Wedgwood [as most capitalists of his age] did not understand the mind of his workers. Professor John Merriman, the Charles Seymour Professor of History at Yale University tells students that Wedgwood thought long and hard how to make all the pottery workers he employed respond in the very same way. He wanted to ensure that they did not just get up, wander off, or start talking to themselves. Wedgewood wanted to “control” his workers. His goal was to train his workers so thoroughly as “to make such machines of the men as cannot err.’ He puzzled over how to get them all to work at his single command. His dream, his fantasy – he wanted a set of workers who responded as “fingers on two hands in response to his commands.”
The Ford Assembly line which was perfected in the years 1908 to 1915 automated the ‘one, best way of doing things.’ Historical scholars compare early industrial age factories with prisons. Factory architects referenced and emulated the Panopticon of Jeremy Bentham [1791], where the prison supervisor could see all cells without being seen as the model guiding the physical design of the work place. A defining element of early commercial architecture was the factory gate - managed ingress and egress. Workers were ‘checked in’ and had limited ability to check out.
Workers viewed factories as prisons and owners/managers/foreman as jailers. The ‘locked in’ aspect of work was brought to national attention following the Triangle Shirtwaist Company fire [March 25, 1911] in New York city when 146 garment workers – mostly women died – because the doors were locked to prevent workers from taking breaks.
Control is not what it used to be
Control is not [and never should have been] a managerial metric. Control is not the logical end point of high value organizations. Control as a concept should be banished from the executive lexicon.

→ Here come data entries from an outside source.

#[derive(Debug, Clone, PartialEq, Serialize, Deserialize)]
pub struct PeddlerTuning {
    #[serde(default = "PeddlerTuning::default_min_depth")]
    pub min_depth: u32,
    /// At or beyond this depth a peddler is always placed.
    #[serde(default = "PeddlerTuning::default_max_depth")]
    pub max_depth: u32,
    #[serde(default = "PeddlerTuning::default_chance")]
    pub chance: f64,
}

impl PeddlerTuning {
    const fn default_min_depth() -> u32 {
        3
    }

    const fn default_max_depth() -> u32 {
        8
    }

    const fn default_chance() -> f64 {
        0.35
    }
}

impl Default for PeddlerTuning {
    fn default() -> Self {
        Self {
            min_depth: Self::default_min_depth(),
            max_depth: Self::default_max_depth(),
            chance: Self::default_chance(),
        }
    }
}

#[derive(Debug, Clone, PartialEq, Serialize, Deserialize)]
pub struct EconTuning {
    /// Hops from the previous resource that must be exceeded before another
    /// may be placed.
    #[serde(default = "EconTuning::default_min_spacing")]
    pub min_spacing: u32,
    #[serde(default = "EconTuning::default_frequency")]
    pub frequency: f64,
    #[serde(default = "EconTuning::default_farm_share")]
    pub farm_share: f64,
    /// At least one resource is guaranteed within this many hops of the root.
    #[serde(default = "EconTuning::default_fallback_radius")]
    pub fallback_radius: u32,
}

impl EconTuning {
    const fn default_min_spacing() -> u32 {
        2
    }

    const fn default_frequency() -> f64 {
        0.2
    }

    const fn default_farm_share() -> f64 {
        0.5
    }

    const fn default_fallback_radius() -> u32 {
        4
    }
}

impl Default for EconTuning {
    fn default() -> Self {
        Self {
            min_spacing: Self::default_min_spacing(),
            frequency: Self::default_frequency(),
            farm_share: Self::default_farm_share(),
            fallback_radius: Self::default_fallback_radius(),
        }
    }
}

/// Generator tuning tables, keyed by [`MapSize`] and [`MapDifficulty`].
#[derive(Debug, Clone, PartialEq, Serialize, Deserialize)]
pub struct MapGenConfig {
    #[serde(default = "SizeTuning::small")]
    pub small: SizeTuning,
    #[serde(default = "SizeTuning::medium")]
    pub medium: SizeTuning,
    #[serde(default = "SizeTuning::large")]
    pub large: SizeTuning,
    #[serde(default = "DifficultyTuning::easy")]
    pub easy: DifficultyTuning,
    #[serde(default = "DifficultyTuning::moderate")]
    pub moderate: DifficultyTuning,
    #[serde(default = "DifficultyTuning::hard")]
    pub hard: DifficultyTuning,
    #[serde(default)]
    pub peddlers: PeddlerTuning,
    #[serde(default = "MapGenConfig::default_min_intermediate_depth")]
    pub min_intermediate_depth: u32,
    #[serde(default)]
    pub econ: EconTuning,
}

impl Default for MapGenConfig {
    fn default() -> Self {
        Self {
            small: SizeTuning::small(),
            medium: SizeTuning::medium(),
            large: SizeTuning::large(),
            easy: DifficultyTuning::easy(),
            moderate: DifficultyTuning::moderate(),
            hard: DifficultyTuning::hard(),
            peddlers: PeddlerTuning::default(),
            min_intermediate_depth: Self::default_min_intermediate_depth(),
            econ: EconTuning::default(),
        }
    }
}
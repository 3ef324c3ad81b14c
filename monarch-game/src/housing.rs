//! Housing capacity and the population growth modifier it drives.

use serde::{Deserialize, Serialize};

use crate::constants::HOUSING_PER_OPEN_NODE;
use crate::numbers::round_f64_to_u32;
use crate::settlement::{Settlement, SettlementType};

/// Multiplier applied to Capital/City growth, picked from the
/// population-to-housing ratio.
#[derive(Debug, Clone, Copy, PartialEq, Eq, Hash, Serialize, Deserialize)]
pub enum GrowthModifier {
    Green,
    Yellow,
    Red,
    Black,
}

impl GrowthModifier {
    /// Ascending by threshold.
    pub const ALL: [Self; 4] = [Self::Green, Self::Yellow, Self::Red, Self::Black];

    #[must_use]
    pub const fn threshold(self) -> f64 {
        match self {
            Self::Green => 0.0,
            Self::Yellow => 0.75,
            Self::Red => 1.0,
            Self::Black => 1.2,
        }
    }

    #[must_use]
    pub const fn multiplier(self) -> f64 {
        match self {
            Self::Green => 1.0,
            Self::Yellow => 0.8,
            Self::Red => 0.5,
            Self::Black => 0.05,
        }
    }

    /// Tier with the highest threshold not exceeding `ratio`.
    #[must_use]
    pub fn for_ratio(ratio: f64) -> Self {
        Self::ALL
            .into_iter()
            .rev()
            .find(|tier| tier.threshold() <= ratio)
            .unwrap_or(Self::Green)
    }

    /// Tier for a kingdom of `population` living in `housing`. With no housing
    /// at all, any population is treated as the harshest tier.
    #[must_use]
    pub fn for_population(population: u32, housing: u32) -> Self {
        if housing == 0 {
            return if population == 0 { Self::Green } else { Self::Black };
        }
        Self::for_ratio(f64::from(population) / f64::from(housing))
    }
}

/// Aggregated housing capacity of the kingdom.
#[derive(Debug, Clone, Copy, PartialEq, Eq, Default, Serialize, Deserialize)]
pub struct HousingTracker {
    open_nodes: u32,
    from_cities: u32,
    from_capital: u32,
    total: u32,
}

impl HousingTracker {
    /// Rebuild from the number of captured nodes without a settlement and the
    /// settlements on captured land. Building sites contribute nothing.
    pub fn recalculate<'a>(
        &mut self,
        open_nodes: usize,
        settlements: impl IntoIterator<Item = &'a Settlement>,
    ) {
        self.open_nodes = u32::try_from(open_nodes).unwrap_or(u32::MAX);
        self.from_cities = 0;
        self.from_capital = 0;
        for settlement in settlements {
            if settlement.is_building_site() {
                continue;
            }
            match settlement.settlement_type() {
                SettlementType::City => self.from_cities += settlement.housing_capacity(),
                SettlementType::Capital => self.from_capital = settlement.housing_capacity(),
                _ => {}
            }
        }
        self.total = self.from_cities + self.from_capital + self.open_node_housing();
    }

    #[must_use]
    pub fn open_node_housing(&self) -> u32 {
        round_f64_to_u32(HOUSING_PER_OPEN_NODE * f64::from(self.open_nodes))
    }

    #[must_use]
    pub const fn open_nodes(&self) -> u32 {
        self.open_nodes
    }

    #[must_use]
    pub const fn capital_housing(&self) -> u32 {
        self.from_capital
    }

    #[must_use]
    pub const fn cities_housing(&self) -> u32 {
        self.from_cities
    }

    #[must_use]
    pub const fn total(&self) -> u32 {
        self.total
    }
}
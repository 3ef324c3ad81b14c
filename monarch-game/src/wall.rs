//! Per-node fortifications.

use serde::{Deserialize, Serialize};

use crate::constants::{
    WALL_CONSTRUCTION_TIMES, WALL_COSTS, WALL_DEFENSE_RATINGS, WALL_MAX_LEVEL, by_level,
};
use crate::construction::{Construction, ConstructionEvent};

#[derive(Debug, Clone, PartialEq, Serialize, Deserialize)]
pub struct Wall {
    construction: Construction,
}

impl Default for Wall {
    fn default() -> Self {
        Self::new()
    }
}

impl Wall {
    /// A new level-1 wall, not yet built.
    #[must_use]
    pub const fn new() -> Self {
        Self {
            construction: Construction::building_site(),
        }
    }

    /// Gold needed to reach `level`; 1 is the initial build.
    #[must_use]
    pub fn cost_for_level(level: u8) -> u32 {
        by_level(&WALL_COSTS, level)
    }

    #[must_use]
    pub const fn construction(&self) -> &Construction {
        &self.construction
    }

    #[must_use]
    pub const fn level(&self) -> u8 {
        self.construction.level()
    }

    #[must_use]
    pub const fn is_building_site(&self) -> bool {
        self.construction.is_building_site()
    }

    #[must_use]
    pub const fn is_upgrading(&self) -> bool {
        self.construction.is_upgrading()
    }

    /// Construction of any kind is in progress.
    #[must_use]
    pub const fn is_under_construction(&self) -> bool {
        !self.construction.is_operational()
    }

    /// Rating contributed to the node's defense. A building site contributes
    /// nothing; callers fall back to the wall-less bonus.
    #[must_use]
    pub fn defense_rating(&self) -> Option<u32> {
        (!self.is_building_site()).then(|| by_level(&WALL_DEFENSE_RATINGS, self.level()))
    }

    #[must_use]
    pub fn upgrade_cost(&self) -> Option<u32> {
        (self.level() < WALL_MAX_LEVEL).then(|| Self::cost_for_level(self.level() + 1))
    }

    pub fn begin_upgrade(&mut self) -> bool {
        self.construction.begin_upgrade(WALL_MAX_LEVEL)
    }

    pub fn cancel_upgrade(&mut self) -> bool {
        self.construction.cancel_upgrade()
    }

    /// Advance one daytime tick with `workers` present.
    pub fn advance(&mut self, dt: f64, workers: u32) -> Option<ConstructionEvent> {
        if self.construction.is_operational() {
            return None;
        }
        let worker_days = by_level(&WALL_CONSTRUCTION_TIMES, self.construction.target_level());
        self.construction.advance(dt, workers, worker_days)
    }
}

#[cfg(test)]
mod tests {
    use super::*;

    #[test]
    fn building_site_has_no_rating_until_finished() {
        let mut wall = Wall::new();
        assert_eq!(wall.defense_rating(), None);
        assert_eq!(wall.advance(0.1, 1), None);
        assert_eq!(wall.advance(0.1, 1), Some(ConstructionEvent::Built));
        assert_eq!(wall.defense_rating(), Some(6));
    }

    #[test]
    fn upgrades_walk_the_rating_table() {
        let mut wall = Wall::new();
        let _ = wall.advance(1.0, 1);
        assert_eq!(wall.upgrade_cost(), Some(6));
        assert!(wall.begin_upgrade());
        assert!(wall.is_under_construction());
        // Reaching level 2 needs 0.6 worker-days; the old rating holds meanwhile.
        assert_eq!(wall.advance(0.3, 1), None);
        assert_eq!(wall.defense_rating(), Some(6));
        assert_eq!(
            wall.advance(0.3, 1),
            Some(ConstructionEvent::Upgraded { level: 2 })
        );
        assert_eq!(wall.defense_rating(), Some(12));
    }

    #[test]
    fn max_level_wall_cannot_upgrade() {
        let mut wall = Wall::new();
        let _ = wall.advance(1.0, 1);
        for _ in 1..WALL_MAX_LEVEL {
            assert!(wall.begin_upgrade());
            let _ = wall.advance(10.0, 1);
        }
        assert_eq!(wall.level(), WALL_MAX_LEVEL);
        assert_eq!(wall.upgrade_cost(), None);
        assert!(!wall.begin_upgrade());
        assert_eq!(wall.defense_rating(), Some(102));
    }
}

Readers may be surprised to learn that the success of one of history’s greatest megalomaniac “control freaks”, Napoleon came from his giving control away and empowering his lieutenants. Instead of emasculating his corps commanders by jealously micromanaging his entire army, Napoleon decentralized his command and control system by organizing his army into self-contained units, led by competent corps commanders who operated with only minimal instructions from Napoleon himself.